Eschatologies of Welfare: Rethinking Religious Revivalism and Postsocialist Transformation in Post-Soviet Russia

Sunday, March 16, 2014
Chairman's (Omni Shoreham)
Melissa L. Caldwell , Anthropology, University of California, Santa Cruz
Throughout Russia’s history, Christian modes of temporality have been central to the state’s modernizing projects. In the pre-Soviet imperial period, Russian state-building efforts drew on the historicizing and commemorative aspects of Russian Orthodoxy to create a national mythology and pantheon of national heroes. During the Soviet period, state leaders incorporated Christian eschatological traditions into Marxist visions of communist salvation and redemption. More recently in the post-Soviet period, Russian political leaders have creatively mobilized both historicizing and salvationist discourses to bolster the state’s legitimacy as a national entity and to foreground the economic promise of Russia’s capitalist future. Surprisingly, the contributions of Christianity have been noticeably absent in ethnographic and theoretical explorations of the “postsocialist transition” in Russia and other post-Soviet states.
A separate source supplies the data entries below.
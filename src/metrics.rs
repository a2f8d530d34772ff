// ===============================
// src/metrics.rs
// ===============================
use once_cell::sync::Lazy;
use prometheus::{
    Encoder, Histogram, HistogramOpts, IntCounter, IntCounterVec, Opts, Registry, TextEncoder,
};

// Single custom registry (everything is registered here by `init`)
pub static REGISTRY: Lazy<Registry> = Lazy::new(Registry::new);

// -------- HTTP --------
pub static HTTP_REQUESTS: Lazy<IntCounterVec> = Lazy::new(|| {
    IntCounterVec::new(
        Opts::new("http_requests_total", "backend requests (labels: method, route, status)"),
        &["method", "route", "status"],
    )
    .expect("http_requests_total opts")
});

pub static HTTP_LATENCY: Lazy<Histogram> = Lazy::new(|| {
    Histogram::with_opts(HistogramOpts::new(
        "http_request_latency_ms",
        "Backend request latency (ms)",
    ))
    .expect("http_request_latency_ms opts")
});

// -------- Cash register --------
pub static CASH_OPS: Lazy<IntCounterVec> = Lazy::new(|| {
    IntCounterVec::new(
        Opts::new("cashbox_ops_total", "cash register operations (labels: op, outcome)"),
        &["op", "outcome"],
    )
    .expect("cashbox_ops_total opts")
});

// -------- Uploads --------
pub static UPLOAD_BYTES: Lazy<IntCounter> = Lazy::new(|| {
    IntCounter::new("image_upload_bytes_total", "bytes PUT to presigned urls")
        .expect("image_upload_bytes_total opts")
});

pub fn init() {
    for m in [
        REGISTRY.register(Box::new(HTTP_REQUESTS.clone())),
        REGISTRY.register(Box::new(HTTP_LATENCY.clone())),
        REGISTRY.register(Box::new(CASH_OPS.clone())),
        REGISTRY.register(Box::new(UPLOAD_BYTES.clone())),
    ] {
        // AlreadyReg on a second init is fine
        let _ = m;
    }
}

pub fn cash_op(op: &str, ok: bool) {
    CASH_OPS
        .with_label_values(&[op, if ok { "ok" } else { "error" }])
        .inc();
}

/// Collapse numeric path segments so route labels stay low-cardinality:
/// `/api/cashbox/sessions/42/movements` -> `/api/cashbox/sessions/:id/movements`.
pub fn route_label(path: &str) -> String {
    path.split('?')
        .next()
        .unwrap_or_default()
        .split('/')
        .map(|seg| {
            if !seg.is_empty() && seg.chars().all(|c| c.is_ascii_digit()) {
                ":id"
            } else {
                seg
            }
        })
        .collect::<Vec<_>>()
        .join("/")
}

// Encode all metrics in Prometheus text format
pub fn encode_metrics() -> String {
    let encoder = TextEncoder::new();
    let families = REGISTRY.gather();
    let mut buf = Vec::new();
    if encoder.encode(&families, &mut buf).is_err() || buf.is_empty() {
        buf.extend_from_slice(b"# no metrics\n");
    }
    String::from_utf8_lossy(&buf).into_owned()
}

#[cfg(test)]
mod tests {
    use super::*;

    #[test]
    fn route_labels_hide_ids() {
        assert_eq!(
            route_label("/api/cashbox/sessions/42/movements"),
            "/api/cashbox/sessions/:id/movements"
        );
        assert_eq!(route_label("/api/cashbox/current/1"), "/api/cashbox/current/:id");
        assert_eq!(route_label("/api/cashbox/sessions?storeId=1"), "/api/cashbox/sessions");
    }

    #[test]
    fn registered_counters_show_up_in_dump() {
        init();
        init();
        cash_op("open", true);
        let text = encode_metrics();
        assert!(text.contains("cashbox_ops_total"));
    }
}
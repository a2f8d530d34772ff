// ===============================
// src/cashbox_mock.rs (in-memory backend)
// ===============================
//
// Plays the server: one open session per store, movements only on open
// sessions, sequential ids. Errors use the status codes the REST backend
// answers with (404 / 409 / 400) so callers see the same shapes.
//
use std::sync::atomic::{AtomicUsize, Ordering};

use ahash::AHashMap as HashMap;
use async_trait::async_trait;
use chrono::Utc;
use rust_decimal::Decimal;
use tokio::{
    sync::Mutex,
    time::{sleep, Duration},
};

use crate::cashbox::CashboxBackend;
use crate::domain::{
    CashMovement, CashMovementRequest, CashSession, CloseCashboxRequest, OpenCashboxRequest,
    SessionQuery, SessionStatus,
};
use crate::error::{ApiError, Result};

#[derive(Default)]
struct State {
    next_id: i64,
    sessions: Vec<CashSession>,
    movements: HashMap<i64, Vec<CashMovement>>,
}

impl State {
    fn next(&mut self) -> i64 {
        self.next_id += 1;
        self.next_id
    }

    fn open_for(&mut self, store_id: i64) -> Option<&mut CashSession> {
        self.sessions
            .iter_mut()
            .find(|s| s.store_id == store_id && s.is_open())
    }
}

#[derive(Default)]
pub struct MockCashbox {
    state: Mutex<State>,
    latency: Duration,
    movement_calls: AtomicUsize,
}

fn http(status: u16, message: impl Into<String>) -> ApiError {
    ApiError::Http { status, message: message.into() }
}

impl MockCashbox {
    /// Simulated round-trip delay applied to every call.
    pub fn with_latency(latency: Duration) -> Self {
        Self { latency, ..Default::default() }
    }

    /// Number of movement requests that reached the backend.
    pub fn movement_calls(&self) -> usize {
        self.movement_calls.load(Ordering::Relaxed)
    }

    async fn delay(&self) {
        if !self.latency.is_zero() {
            sleep(self.latency).await;
        }
    }
}

#[async_trait]
impl CashboxBackend for MockCashbox {
    async fn open(&self, req: &OpenCashboxRequest) -> Result<CashSession> {
        self.delay().await;
        let mut st = self.state.lock().await;
        if st.open_for(req.store_id).is_some() {
            return Err(http(
                409,
                format!("cashbox already open for store {}", req.store_id),
            ));
        }
        if req.opening_amount < Decimal::ZERO {
            return Err(http(400, "openingAmount must be >= 0"));
        }
        let session = CashSession {
            id: st.next(),
            store_id: req.store_id,
            opening_amount: req.opening_amount,
            closing_amount: None,
            status: SessionStatus::Open,
            opened_at: Some(Utc::now()),
            closed_at: None,
            opened_by: req.user_id,
            closed_by: None,
            sales_cash: None,
            purchases_cash: None,
        };
        st.sessions.push(session.clone());
        Ok(session)
    }

    async fn close(&self, req: &CloseCashboxRequest) -> Result<CashSession> {
        self.delay().await;
        let mut st = self.state.lock().await;
        let session = st
            .open_for(req.store_id)
            .ok_or_else(|| http(404, format!("no open cashbox for store {}", req.store_id)))?;
        session.status = SessionStatus::Closed;
        session.closing_amount = req.closing_amount;
        session.closed_at = Some(Utc::now());
        session.closed_by = Some(req.user_id);
        Ok(session.clone())
    }

    async fn create_movement(&self, req: &CashMovementRequest) -> Result<CashMovement> {
        self.movement_calls.fetch_add(1, Ordering::Relaxed);
        self.delay().await;
        let mut st = self.state.lock().await;
        let session = st
            .sessions
            .iter()
            .find(|s| s.id == req.session_id)
            .ok_or_else(|| http(404, format!("cash session {} not found", req.session_id)))?;
        if !session.is_open() {
            return Err(http(409, format!("cash session {} is closed", req.session_id)));
        }
        if req.amount <= Decimal::ZERO {
            return Err(http(400, "amount must be > 0"));
        }
        let mv = CashMovement {
            id: st.next(),
            session_id: req.session_id,
            direction: req.direction,
            amount: req.amount,
            category: req.category.clone(),
            notes: req.notes.clone(),
            origin: req.origin,
            origin_id: req.origin_id,
            created_at: Some(Utc::now()),
        };
        st.movements.entry(req.session_id).or_default().push(mv.clone());
        Ok(mv)
    }

    async fn current(&self, store_id: i64) -> Result<Option<CashSession>> {
        self.delay().await;
        let mut st = self.state.lock().await;
        Ok(st.open_for(store_id).map(|s| s.clone()))
    }

    async fn sessions(&self, query: &SessionQuery) -> Result<Vec<CashSession>> {
        self.delay().await;
        let st = self.state.lock().await;
        Ok(st
            .sessions
            .iter()
            .filter(|s| query.matches(s))
            .cloned()
            .collect())
    }

    async fn session(&self, id: i64) -> Result<CashSession> {
        self.delay().await;
        let st = self.state.lock().await;
        st.sessions
            .iter()
            .find(|s| s.id == id)
            .cloned()
            .ok_or_else(|| http(404, format!("cash session {id} not found")))
    }

    async fn movements(&self, session_id: i64) -> Result<Vec<CashMovement>> {
        self.delay().await;
        let st = self.state.lock().await;
        if !st.sessions.iter().any(|s| s.id == session_id) {
            return Err(http(404, format!("cash session {session_id} not found")));
        }
        Ok(st.movements.get(&session_id).cloned().unwrap_or_default())
    }
}

#[cfg(test)]
mod tests {
    use super::*;
    use crate::domain::Direction;

    #[tokio::test]
    async fn backend_rejects_movements_for_unknown_sessions() {
        let mock = MockCashbox::with_latency(Duration::from_millis(1));
        let err = mock
            .create_movement(&CashMovementRequest::manual(99, Direction::In, Decimal::ONE))
            .await
            .unwrap_err();
        assert_eq!(err.status(), Some(404));
        assert_eq!(mock.movement_calls(), 1);
    }

    #[tokio::test]
    async fn session_lookup_and_ledger() {
        let mock = MockCashbox::default();
        let s = mock
            .open(&OpenCashboxRequest { store_id: 4, opening_amount: Decimal::TEN, user_id: None })
            .await
            .unwrap();
        assert_eq!(mock.session(s.id).await.unwrap(), s);
        assert!(mock.movements(s.id).await.unwrap().is_empty());
        assert_eq!(mock.session(s.id + 1).await.unwrap_err().status(), Some(404));
    }
}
Instead, accounts informed by economic themes have focused primarily on the radical disjunctures, upheavals, and transformations between the socialist past and the postsocialist present, or on the continuity of a socialist habitus into the postsocialist period. Yet the emphasis on singularity and linearity in these approaches does not adequately capture the complexities and contradictions of postsocialist transformation as a multidirectional process with multiple, and often conflicting, beginnings and ends. In this paper, I elaborate how the salvationist and eschatological discourses promoted by Christian traditions in Russia today provide more satisfactory ways for understanding the “postsocialist transition.” In particular, the focus on personal and societal welfare promoted by Orthodox and evangelical Christian communities offers productive ways for post-Soviet Russians to make sense of their pasts, their presents, and their futures.